Copy the listing below line for line, from its opening line to the one with "pub mod paths;", both included; stop there.

**EXERCISE DATA**
[Start of Attachment]
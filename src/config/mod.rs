//! Configuration module.
//!
//! Provides `AppConfig` (top-level settings), sub-configs for each subsystem,
//! `AppPaths` for cross-platform data directories, TOML persistence via
//! `AppConfig::load` / `AppConfig::save_to`, and environment overrides.

pub mod paths;
pub mod settings;

pub use paths::AppPaths;
pub use settings::{AppConfig, AudioConfig, ScoringConfig, ServerConfig, SttConfig};
//! Shared read / exclusive write discipline.
//!
//! One `AccessRule` guards one body of shared state. Reads may run on any
//! thread; writes run only on the bound write thread. The underlying
//! `parking_lot::RwLock` is task-fair, so a waiting writer blocks new
//! outermost readers while in-flight readers finish. Nested reads and reads
//! inside a write action never touch the lock again; they re-use the outer
//! grant recorded in thread-local state.

use crate::config::AccessConfig;
use crate::listeners::{ListenerHandle, Listeners, WriteActionListener};
use parking_lot::lock_api::{ArcRwLockReadGuard, ArcRwLockWriteGuard};
use parking_lot::{Mutex, RawRwLock, RwLock};
use serde::Serialize;
use std::cell::RefCell;
use std::collections::HashMap;
use std::marker::PhantomData;
use std::sync::atomic::{AtomicU64, AtomicUsize, Ordering};
use std::sync::Arc;
use std::thread::ThreadId;
use tether_core::{AccessKind, TetherError, TetherResult};
use tracing::{debug, warn};

static NEXT_RULE_ID: AtomicU64 = AtomicU64::new(1);

// ---------------------------------------------------------------------------
// Per-thread grant bookkeeping
// ---------------------------------------------------------------------------

#[derive(Debug, Default, Clone, Copy)]
struct Held {
    reads: u32,
    writing: bool,
}

thread_local! {
    static HELD: RefCell<HashMap<u64, Held>> = RefCell::new(HashMap::new());
}

fn held(rule: u64) -> Held {
    HELD.with(|cell| cell.borrow().get(&rule).copied().unwrap_or_default())
}

fn update_held<R>(rule: u64, f: impl FnOnce(&mut Held) -> R) -> R {
    HELD.with(|cell| {
        let mut map = cell.borrow_mut();
        let entry = map.entry(rule).or_default();
        let out = f(entry);
        if entry.reads == 0 && !entry.writing {
            map.remove(&rule);
        }
        out
    })
}

fn thread_label() -> String {
    let current = std::thread::current();
    match current.name() {
        Some(name) => name.to_string(),
        None => format!("{:?}", current.id()),
    }
}

// ---------------------------------------------------------------------------
// Access token
// ---------------------------------------------------------------------------

/// A granted read. Holds the shared lock when it is the outermost read on
/// this thread, nothing otherwise. Not `Send`: a grant belongs to the
/// thread that took it.
#[must_use = "the read grant is released when the token is dropped"]
pub struct AccessToken {
    rule: u64,
    guard: Option<ArcRwLockReadGuard<RawRwLock, ()>>,
    _not_send: PhantomData<*const ()>,
}

impl AccessToken {
    /// True if this token took the lock itself rather than riding an outer
    /// grant.
    pub fn is_outermost(&self) -> bool {
        self.guard.is_some()
    }
}

impl Drop for AccessToken {
    fn drop(&mut self) {
        update_held(self.rule, |h| h.reads = h.reads.saturating_sub(1));
    }
}

impl std::fmt::Debug for AccessToken {
    fn fmt(&self, f: &mut std::fmt::Formatter<'_>) -> std::fmt::Result {
        f.debug_struct("AccessToken")
            .field("rule", &self.rule)
            .field("outermost", &self.is_outermost())
            .finish()
    }
}

// ---------------------------------------------------------------------------
// Cancellable reads
// ---------------------------------------------------------------------------

/// Handed to a cancellable read so it can notice waiting writers.
pub struct ReadProgress<'a> {
    rule: &'a AccessRule,
    yieldable: bool,
}

impl ReadProgress<'_> {
    /// Fails with `ReadCancelled` while a writer is waiting for the lock.
    /// A read that cannot yield (nested, or inside a write action) never
    /// fails here.
    pub fn check_canceled(&self) -> TetherResult<()> {
        if self.yieldable && self.rule.has_pending_writer() {
            return Err(TetherError::ReadCancelled { attempts: 0 });
        }
        Ok(())
    }
}

// ---------------------------------------------------------------------------
// Counters
// ---------------------------------------------------------------------------

#[derive(Debug, Default)]
struct Counters {
    reads_granted: AtomicU64,
    reads_cancelled: AtomicU64,
    writes_run: AtomicU64,
}

/// Point-in-time view of the rule's counters.
#[derive(Debug, Clone, Copy, Default, Serialize)]
pub struct AccessStats {
    /// Outermost read grants (nested reads are not counted).
    pub reads_granted: u64,
    /// Cancellable read attempts that yielded to a writer.
    pub reads_cancelled: u64,
    /// Outermost write actions executed.
    pub writes_run: u64,
}

// ---------------------------------------------------------------------------
// AccessRule
// ---------------------------------------------------------------------------

pub struct AccessRule {
    id: u64,
    lock: Arc<RwLock<()>>,
    pending_writers: AtomicUsize,
    write_thread: Mutex<Option<ThreadId>>,
    listeners: Arc<Listeners>,
    counters: Counters,
    config: AccessConfig,
}

impl AccessRule {
    pub fn new(config: AccessConfig) -> Arc<Self> {
        Arc::new(Self {
            id: NEXT_RULE_ID.fetch_add(1, Ordering::Relaxed),
            lock: Arc::new(RwLock::new(())),
            pending_writers: AtomicUsize::new(0),
            write_thread: Mutex::new(None),
            listeners: Arc::new(Listeners::default()),
            counters: Counters::default(),
            config,
        })
    }

    pub fn config(&self) -> &AccessConfig {
        &self.config
    }

    // ----- read side -----

    /// Blocks until read access is granted.
    pub fn acquire_read(&self) -> AccessToken {
        if let Some(token) = self.reuse_grant() {
            return token;
        }
        let guard = self.lock.read_arc();
        self.grant(guard)
    }

    /// Grants read access only if it is available without waiting.
    pub fn try_acquire_read(&self) -> Option<AccessToken> {
        if let Some(token) = self.reuse_grant() {
            return Some(token);
        }
        self.lock.try_read_arc().map(|guard| self.grant(guard))
    }

    /// Runs `f` under read access and returns its result unchanged.
    pub fn read<T, E>(&self, f: impl FnOnce() -> Result<T, E>) -> Result<T, E> {
        let _token = self.acquire_read();
        f()
    }

    /// Infallible variant of [`read`](Self::read).
    pub fn compute_read<T>(&self, f: impl FnOnce() -> T) -> T {
        let _token = self.acquire_read();
        f()
    }

    /// Runs a read that steps aside for writers.
    ///
    /// `f` should call [`ReadProgress::check_canceled`] at safe points and
    /// propagate its error. Each cancelled attempt releases the lock, waits
    /// for the writer to get through, and starts `f` over. After
    /// `cancellable_read_attempts` cancelled attempts the read gives up with
    /// `ReadCancelled`. Called from inside an existing grant the read cannot
    /// yield, so it runs once and is never cancelled.
    pub fn run_cancellable_read<T>(
        &self,
        mut f: impl FnMut(&ReadProgress<'_>) -> TetherResult<T>,
    ) -> TetherResult<T> {
        let state = held(self.id);
        if state.reads > 0 || state.writing {
            let _token = self.acquire_read();
            return f(&ReadProgress {
                rule: self,
                yieldable: false,
            });
        }

        let limit = self.config.cancellable_read_attempts.max(1);
        let mut attempts = 0u32;
        loop {
            attempts += 1;
            let outcome = {
                let _token = self.acquire_read();
                f(&ReadProgress {
                    rule: self,
                    yieldable: true,
                })
            };
            match outcome {
                Err(TetherError::ReadCancelled { .. }) => {
                    self.counters.reads_cancelled.fetch_add(1, Ordering::Relaxed);
                    if attempts >= limit {
                        warn!(attempts, "cancellable read gave up");
                        return Err(TetherError::ReadCancelled { attempts });
                    }
                    debug!(attempts, "read yielded to writer");
                    // The fair lock parks the next acquisition behind the writer.
                    std::thread::yield_now();
                }
                other => return other,
            }
        }
    }

    // ----- write side -----

    /// Runs `f` under exclusive access. Only valid on the write thread, and
    /// not while that thread holds a read grant of its own. Nested write
    /// actions run inline.
    pub fn run_write_action<T>(&self, f: impl FnOnce() -> T) -> TetherResult<T> {
        if !self.is_write_thread() {
            return Err(TetherError::NotWriteThread(thread_label()));
        }
        let state = held(self.id);
        if state.writing {
            return Ok(f());
        }
        if state.reads > 0 {
            return Err(TetherError::ReadToWriteUpgrade);
        }

        let _scope = self.enter_write();
        self.listeners.before_write_action();
        let value = f();
        self.listeners.after_write_action();
        self.counters.writes_run.fetch_add(1, Ordering::Relaxed);
        Ok(value)
    }

    fn enter_write(&self) -> WriteScope<'_> {
        self.pending_writers.fetch_add(1, Ordering::SeqCst);
        let guard = self.lock.write_arc();
        self.pending_writers.fetch_sub(1, Ordering::SeqCst);
        update_held(self.id, |h| h.writing = true);
        WriteScope {
            rule: self,
            _guard: guard,
        }
    }

    pub(crate) fn bind_write_thread(&self) {
        let current = std::thread::current().id();
        let previous = self.write_thread.lock().replace(current);
        if let Some(previous) = previous.filter(|p| *p != current) {
            warn!(?previous, ?current, "write thread rebound");
        }
    }

    pub(crate) fn unbind_write_thread(&self) {
        let current = std::thread::current().id();
        let mut slot = self.write_thread.lock();
        if *slot == Some(current) {
            *slot = None;
        }
    }

    // ----- queries -----

    pub fn is_write_thread(&self) -> bool {
        *self.write_thread.lock() == Some(std::thread::current().id())
    }

    /// True while the current thread holds a read grant or is inside a
    /// write action.
    pub fn is_read_access_allowed(&self) -> bool {
        let state = held(self.id);
        state.reads > 0 || state.writing
    }

    /// True only inside a write action on the write thread.
    pub fn is_write_access_allowed(&self) -> bool {
        held(self.id).writing
    }

    pub fn assert_read_access_allowed(&self) -> TetherResult<()> {
        if self.is_read_access_allowed() {
            Ok(())
        } else {
            Err(TetherError::ReadAccessRequired(thread_label()))
        }
    }

    /// Strongest access the current thread holds.
    pub fn current_access(&self) -> AccessKind {
        let state = held(self.id);
        if state.writing {
            AccessKind::Write
        } else if state.reads > 0 {
            AccessKind::Read
        } else {
            AccessKind::None
        }
    }

    /// True while some writer is waiting for the lock.
    pub fn has_pending_writer(&self) -> bool {
        self.pending_writers.load(Ordering::SeqCst) > 0
    }

    // ----- listeners -----

    /// Subscribes to write-action boundaries. Dispose the returned handle
    /// (directly or through an owner) to unsubscribe.
    pub fn add_write_listener(&self, listener: Arc<dyn WriteActionListener>) -> Arc<ListenerHandle> {
        self.listeners.add(listener)
    }

    pub fn write_listener_count(&self) -> usize {
        self.listeners.len()
    }

    pub fn stats(&self) -> AccessStats {
        AccessStats {
            reads_granted: self.counters.reads_granted.load(Ordering::Relaxed),
            reads_cancelled: self.counters.reads_cancelled.load(Ordering::Relaxed),
            writes_run: self.counters.writes_run.load(Ordering::Relaxed),
        }
    }

    // ----- internals -----

    fn reuse_grant(&self) -> Option<AccessToken> {
        let state = held(self.id);
        if state.reads == 0 && !state.writing {
            return None;
        }
        update_held(self.id, |h| h.reads += 1);
        Some(AccessToken {
            rule: self.id,
            guard: None,
            _not_send: PhantomData,
        })
    }

    fn grant(&self, guard: ArcRwLockReadGuard<RawRwLock, ()>) -> AccessToken {
        update_held(self.id, |h| h.reads += 1);
        self.counters.reads_granted.fetch_add(1, Ordering::Relaxed);
        AccessToken {
            rule: self.id,
            guard: Some(guard),
            _not_send: PhantomData,
        }
    }
}

impl std::fmt::Debug for AccessRule {
    fn fmt(&self, f: &mut std::fmt::Formatter<'_>) -> std::fmt::Result {
        f.debug_struct("AccessRule")
            .field("id", &self.id)
            .field("pending_writers", &self.pending_writers.load(Ordering::Relaxed))
            .field("write_thread", &*self.write_thread.lock())
            .finish()
    }
}

/// Restores thread-local state and releases the exclusive lock, also when
/// the write action unwinds.
struct WriteScope<'a> {
    rule: &'a AccessRule,
    _guard: ArcRwLockWriteGuard<RawRwLock, ()>,
}

impl Drop for WriteScope<'_> {
    fn drop(&mut self) {
        update_held(self.rule.id, |h| h.writing = false);
    }
}
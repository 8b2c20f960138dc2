//! Promise outcome errors.

use std::sync::Arc;
use std::time::Duration;
use thiserror::Error;

/// Shared, cloneable rejection reason.
pub type Rejection = Arc<dyn std::error::Error + Send + Sync + 'static>;

/// Why a promise did not yield a value.
#[derive(Debug, Clone, Error)]
pub enum PromiseError {
    #[error("promise was cancelled")]
    Cancelled,

    #[error("promise was rejected: {0}")]
    Rejected(Rejection),

    #[error("timed out after {0:?} waiting for promise")]
    Timeout(Duration),
}

impl PromiseError {
    pub fn is_cancelled(&self) -> bool {
        matches!(self, Self::Cancelled)
    }
}

/// Plain-text rejection reason.
#[derive(Debug, Error)]
#[error("{0}")]
pub struct RejectionMessage(pub String);

/// Builds a [`Rejection`] from a message.
pub fn rejection(message: impl Into<String>) -> Rejection {
    Arc::new(RejectionMessage(message.into()))
}
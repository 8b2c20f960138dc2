//! Application lifecycle end to end.

use std::future::IntoFuture;
use std::sync::atomic::{AtomicUsize, Ordering};
use std::sync::Arc;
use std::time::Duration;
use tether_app::{AppConfig, Application};
use tether_core::{erase, Disposable, TetherError};
use tether_promise::{AsyncPromise, PromiseError};

/// Counts edits and dispose calls.
#[derive(Default)]
struct Document {
    edits: AtomicUsize,
    disposed: AtomicUsize,
}

impl Disposable for Document {
    fn dispose(&self) {
        self.disposed.fetch_add(1, Ordering::SeqCst);
    }

    fn debug_name(&self) -> String {
        "Document".into()
    }
}

#[tokio::test(flavor = "multi_thread", worker_threads = 2)]
async fn awaited_promise_is_cancelled_by_scope_dispose() {
    let app = Application::start(AppConfig::default()).unwrap();
    let scope = app.new_child("editor").unwrap();

    let pending: AsyncPromise<String> = AsyncPromise::new();
    app.cancel_on_dispose(&pending, &scope).unwrap();
    let waiter = tokio::spawn(pending.clone().into_future());

    tokio::time::sleep(Duration::from_millis(10)).await;
    app.disposer().dispose(&scope, false).unwrap();

    assert!(matches!(waiter.await.unwrap(), Err(PromiseError::Cancelled)));
    assert!(app.shutdown().unwrap().is_clean());
}

#[tokio::test]
async fn services_edit_through_write_thread() {
    let app = Application::start(AppConfig::default()).unwrap();
    let doc = Arc::new(Document::default());
    app.register_disposable_service(doc.clone()).unwrap();

    let writes: Vec<_> = (0..20)
        .map(|_| {
            let doc = app.service::<Document>().unwrap();
            app.write_thread()
                .push_write_action(move || doc.edits.fetch_add(1, Ordering::SeqCst))
        })
        .collect();
    for w in writes {
        w.await.unwrap();
    }

    let reader = app.access().clone();
    let seen = reader.read(|| Ok::<_, TetherError>(doc.edits.load(Ordering::SeqCst)));
    assert_eq!(seen.unwrap(), 20);

    let report = app.shutdown().unwrap();
    assert_eq!(report.writes.completed, 20);
    assert_eq!(doc.disposed.load(Ordering::SeqCst), 1);
    assert!(report.is_clean());
}

#[test]
fn write_after_shutdown_is_cancelled() {
    let app = Application::start(AppConfig::default()).unwrap();
    let wt = app.write_thread().clone();
    let doc = erase(&Arc::new(Document::default()));
    app.disposer().register(app.root(), &doc).unwrap();
    app.shutdown().unwrap();

    assert!(!wt.is_running());
    assert!(wt.push_write_action(|| 1u8).is_cancelled());
    assert!(matches!(
        wt.run_and_wait(|| 1u8),
        Err(TetherError::WriteThreadStopped)
    ));
}
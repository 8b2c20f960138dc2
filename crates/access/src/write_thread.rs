//! The dedicated write thread.
//!
//! Write actions are queued over an unbounded channel and executed one at a
//! time under the rule's exclusive lock. Each action resolves the promise
//! returned by [`WriteThread::push_write_action`]; a panic rejects it, and
//! anything still queued at shutdown is cancelled.

use crate::rule::AccessRule;
use parking_lot::Mutex;
use serde::Serialize;
use std::panic::{catch_unwind, AssertUnwindSafe};
use std::sync::atomic::{AtomicBool, AtomicU64, Ordering};
use std::sync::Arc;
use std::thread::JoinHandle;
use std::time::Instant;
use tether_core::{panic_message, TetherError, TetherResult};
use tether_promise::{rejection, AsyncPromise, PromiseError};
use tokio::sync::mpsc::{unbounded_channel, UnboundedReceiver, UnboundedSender};
use tracing::{debug, info, warn};

// ---------------------------------------------------------------------------
// Jobs
// ---------------------------------------------------------------------------

trait WriteJob: Send {
    fn run(self: Box<Self>, rule: &AccessRule, stats: &WriteCounters);
    fn cancel(self: Box<Self>);
}

struct PushedAction<T, F> {
    promise: AsyncPromise<T>,
    action: F,
}

impl<T, F> WriteJob for PushedAction<T, F>
where
    T: Clone + Send + 'static,
    F: FnOnce() -> T + Send + 'static,
{
    fn run(self: Box<Self>, rule: &AccessRule, stats: &WriteCounters) {
        let PushedAction { promise, action } = *self;
        if promise.is_done() {
            // Cancelled by the caller while queued.
            stats.skipped.fetch_add(1, Ordering::Relaxed);
            return;
        }
        match catch_unwind(AssertUnwindSafe(|| rule.run_write_action(action))) {
            Ok(Ok(value)) => {
                stats.completed.fetch_add(1, Ordering::Relaxed);
                promise.set_result(value);
            }
            Ok(Err(error)) => {
                stats.failed.fetch_add(1, Ordering::Relaxed);
                promise.set_error(error);
            }
            Err(payload) => {
                stats.failed.fetch_add(1, Ordering::Relaxed);
                let message = panic_message(payload.as_ref());
                warn!(%message, "write action panicked");
                promise.reject(rejection(format!("write action panicked: {message}")));
            }
        }
    }

    fn cancel(self: Box<Self>) {
        self.promise.cancel();
    }
}

enum Message {
    Run(Box<dyn WriteJob>),
    Stop,
}

// ---------------------------------------------------------------------------
// Stats
// ---------------------------------------------------------------------------

#[derive(Debug, Default)]
struct WriteCounters {
    queued: AtomicU64,
    completed: AtomicU64,
    failed: AtomicU64,
    skipped: AtomicU64,
    cancelled: AtomicU64,
}

/// Point-in-time view of the write queue.
#[derive(Debug, Clone, Copy, Default, Serialize)]
pub struct WriteStats {
    pub queued: u64,
    pub completed: u64,
    /// Actions that panicked or were refused by the access rule.
    pub failed: u64,
    /// Actions whose promise was already cancelled when their turn came.
    pub skipped: u64,
    /// Actions cancelled by shutdown.
    pub cancelled: u64,
}

// ---------------------------------------------------------------------------
// WriteThread
// ---------------------------------------------------------------------------

pub struct WriteThread {
    rule: Arc<AccessRule>,
    sender: UnboundedSender<Message>,
    handle: Mutex<Option<JoinHandle<()>>>,
    stopped: Arc<AtomicBool>,
    counters: Arc<WriteCounters>,
}

impl WriteThread {
    /// Spawns the write thread and binds it to `rule`. The thread is named
    /// after the rule's `write_thread_name`.
    pub fn start(rule: Arc<AccessRule>) -> TetherResult<Self> {
        let (sender, receiver) = unbounded_channel();
        let counters = Arc::new(WriteCounters::default());
        let stopped = Arc::new(AtomicBool::new(false));
        let name = rule.config().write_thread_name.clone();

        let handle = std::thread::Builder::new()
            .name(name.clone())
            .spawn({
                let rule = rule.clone();
                let counters = counters.clone();
                let stopped = stopped.clone();
                move || write_loop(&rule, receiver, &counters, &stopped)
            })
            .map_err(|e| TetherError::Internal(format!("spawning write thread: {e}")))?;

        info!(thread = %name, "write thread started");
        Ok(Self {
            rule,
            sender,
            handle: Mutex::new(Some(handle)),
            stopped,
            counters,
        })
    }

    pub fn rule(&self) -> &Arc<AccessRule> {
        &self.rule
    }

    /// Queues `action` to run under exclusive access. The promise resolves
    /// with its value, is rejected if it panics, and is cancelled if the
    /// thread has been shut down.
    pub fn push_write_action<T, F>(&self, action: F) -> AsyncPromise<T>
    where
        T: Clone + Send + 'static,
        F: FnOnce() -> T + Send + 'static,
    {
        let promise = AsyncPromise::new();
        if self.stopped.load(Ordering::SeqCst) {
            debug!("write action pushed after shutdown");
            self.counters.cancelled.fetch_add(1, Ordering::Relaxed);
            promise.cancel();
            return promise;
        }

        let job = Box::new(PushedAction {
            promise: promise.clone(),
            action,
        });
        self.counters.queued.fetch_add(1, Ordering::Relaxed);
        if let Err(rejected) = self.sender.send(Message::Run(job)) {
            // Receiver gone: the loop has already exited.
            if let Message::Run(job) = rejected.0 {
                self.counters.cancelled.fetch_add(1, Ordering::Relaxed);
                job.cancel();
            }
        }
        promise
    }

    /// Runs `action` under exclusive access and waits for it. On the write
    /// thread the action runs inline; elsewhere it is queued and the caller
    /// blocks until it finishes. A caller holding read access gets
    /// `ReadToWriteUpgrade`, since the queued write would wait on its grant.
    pub fn run_and_wait<T, F>(&self, action: F) -> TetherResult<T>
    where
        T: Clone + Send + 'static,
        F: FnOnce() -> T + Send + 'static,
    {
        if self.rule.is_write_thread() {
            return self.rule.run_write_action(action);
        }
        if self.rule.is_read_access_allowed() {
            return Err(TetherError::ReadToWriteUpgrade);
        }
        self.push_write_action(action)
            .blocking_get(None)
            .map_err(|e| match e {
                PromiseError::Cancelled => TetherError::WriteThreadStopped,
                other => TetherError::Internal(other.to_string()),
            })
    }

    pub fn is_running(&self) -> bool {
        !self.stopped.load(Ordering::SeqCst)
    }

    pub fn stats(&self) -> WriteStats {
        WriteStats {
            queued: self.counters.queued.load(Ordering::Relaxed),
            completed: self.counters.completed.load(Ordering::Relaxed),
            failed: self.counters.failed.load(Ordering::Relaxed),
            skipped: self.counters.skipped.load(Ordering::Relaxed),
            cancelled: self.counters.cancelled.load(Ordering::Relaxed),
        }
    }

    /// Stops accepting actions, lets the running action finish, cancels the
    /// rest of the queue, and joins the thread. Idempotent. Must not be
    /// called from the write thread itself.
    pub fn shutdown(&self) -> TetherResult<()> {
        if self.rule.is_write_thread() {
            return Err(TetherError::Internal(
                "write thread cannot shut itself down".to_string(),
            ));
        }
        if self.stopped.swap(true, Ordering::SeqCst) {
            return Ok(());
        }
        // A send error means the loop is already gone; joining still applies.
        let _ = self.sender.send(Message::Stop);

        let handle = self.handle.lock().take();
        if let Some(handle) = handle {
            handle
                .join()
                .map_err(|_| TetherError::Internal("write thread panicked".to_string()))?;
        }
        let stats = self.stats();
        info!(
            completed = stats.completed,
            failed = stats.failed,
            cancelled = stats.cancelled,
            "write thread stopped"
        );
        Ok(())
    }
}

impl Drop for WriteThread {
    fn drop(&mut self) {
        if let Err(e) = self.shutdown() {
            warn!(error = %e, "write thread shutdown on drop failed");
        }
    }
}

impl std::fmt::Debug for WriteThread {
    fn fmt(&self, f: &mut std::fmt::Formatter<'_>) -> std::fmt::Result {
        f.debug_struct("WriteThread")
            .field("running", &self.is_running())
            .field("stats", &self.stats())
            .finish()
    }
}

fn write_loop(
    rule: &AccessRule,
    mut receiver: UnboundedReceiver<Message>,
    counters: &WriteCounters,
    stopped: &AtomicBool,
) {
    rule.bind_write_thread();
    while let Some(message) = receiver.blocking_recv() {
        match message {
            Message::Run(job) if stopped.load(Ordering::SeqCst) => {
                counters.cancelled.fetch_add(1, Ordering::Relaxed);
                job.cancel();
            }
            Message::Run(job) => {
                let started = Instant::now();
                job.run(rule, counters);
                debug!(elapsed_us = started.elapsed().as_micros() as u64, "write action done");
            }
            Message::Stop => break,
        }
    }

    receiver.close();
    let mut drained = 0u64;
    while let Ok(message) = receiver.try_recv() {
        if let Message::Run(job) = message {
            job.cancel();
            drained += 1;
        }
    }
    counters.cancelled.fetch_add(drained, Ordering::Relaxed);
    if drained > 0 {
        debug!(drained, "cancelled queued write actions");
    }
    rule.unbind_write_thread();
}

#[cfg(test)]
mod tests {
    use super::*;
    use crate::config::AccessConfig;
    use std::sync::Barrier;
    use std::time::Duration;
    use tether_core::PromiseStatus;

    fn start() -> WriteThread {
        WriteThread::start(AccessRule::new(AccessConfig::default())).unwrap()
    }

    #[test]
    fn pushed_action_resolves() {
        let wt = start();
        let rule = wt.rule().clone();
        let p = wt.push_write_action(move || {
            assert!(rule.is_write_access_allowed());
            std::thread::current().name().map(str::to_string)
        });
        assert_eq!(
            p.blocking_get(Some(Duration::from_secs(5))).unwrap(),
            Some("tether-write".to_string())
        );
        wt.shutdown().unwrap();
        assert_eq!(wt.stats().completed, 1);
    }

    #[test]
    fn panic_rejects_and_thread_survives() {
        let wt = start();
        let bad = wt.push_write_action(|| -> u8 { panic!("writer failed") });
        let good = wt.push_write_action(|| 5u8);
        assert!(matches!(
            bad.blocking_get(Some(Duration::from_secs(5))),
            Err(PromiseError::Rejected(_))
        ));
        assert_eq!(good.blocking_get(Some(Duration::from_secs(5))).unwrap(), 5);
        assert!(!wt.rule().is_write_access_allowed());
    }

    #[test]
    fn shutdown_cancels_queue() {
        let wt = start();
        let gate = Arc::new(Barrier::new(2));
        let g = gate.clone();
        let first = wt.push_write_action(move || {
            g.wait();
            std::thread::sleep(Duration::from_millis(50));
            1u32
        });
        let queued: Vec<_> = (0..5).map(|i| wt.push_write_action(move || i)).collect();
        gate.wait();
        wt.shutdown().unwrap();

        assert_eq!(first.blocking_get(None).unwrap(), 1);
        for p in &queued {
            assert_eq!(p.status(), PromiseStatus::Cancelled);
        }
        let late = wt.push_write_action(|| 0u32);
        assert!(late.is_cancelled());
        assert_eq!(wt.stats().cancelled, 6);
        assert!(wt.shutdown().is_ok());
    }

    #[test]
    fn cancelled_before_run_is_skipped() {
        let wt = start();
        let gate = Arc::new(Barrier::new(2));
        let g = gate.clone();
        let blocker = wt.push_write_action(move || {
            g.wait();
        });
        let ran = Arc::new(AtomicBool::new(false));
        let r = ran.clone();
        let victim = wt.push_write_action(move || r.store(true, Ordering::SeqCst));
        victim.cancel();
        let after = wt.push_write_action(|| ());
        gate.wait();
        blocker.blocking_get(None).unwrap();
        after.blocking_get(None).unwrap();
        wt.shutdown().unwrap();
        assert!(!ran.load(Ordering::SeqCst));
        assert_eq!(wt.stats().skipped, 1);
    }

    #[test]
    fn run_and_wait_from_other_thread() {
        let wt = start();
        assert_eq!(wt.run_and_wait(|| 40 + 2).unwrap(), 42);
        wt.shutdown().unwrap();
        assert!(matches!(
            wt.run_and_wait(|| 0),
            Err(TetherError::WriteThreadStopped)
        ));
    }

    #[tokio::test]
    async fn pushed_action_can_be_awaited() {
        let wt = start();
        let value = wt.push_write_action(|| "done".to_string()).await.unwrap();
        assert_eq!(value, "done");
    }
}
[End of Attachment]
**SOLUTION FOR THIS PROBLEM**
filename src/config/mod.rs
//! Configuration module.
//!
//! Provides `AppConfig` (top-level settings), sub-configs for each subsystem,
//! `AppPaths` for cross-platform data directories, TOML persistence via
//! `AppConfig::load` / `AppConfig::save_to`, and environment overrides.

pub mod paths;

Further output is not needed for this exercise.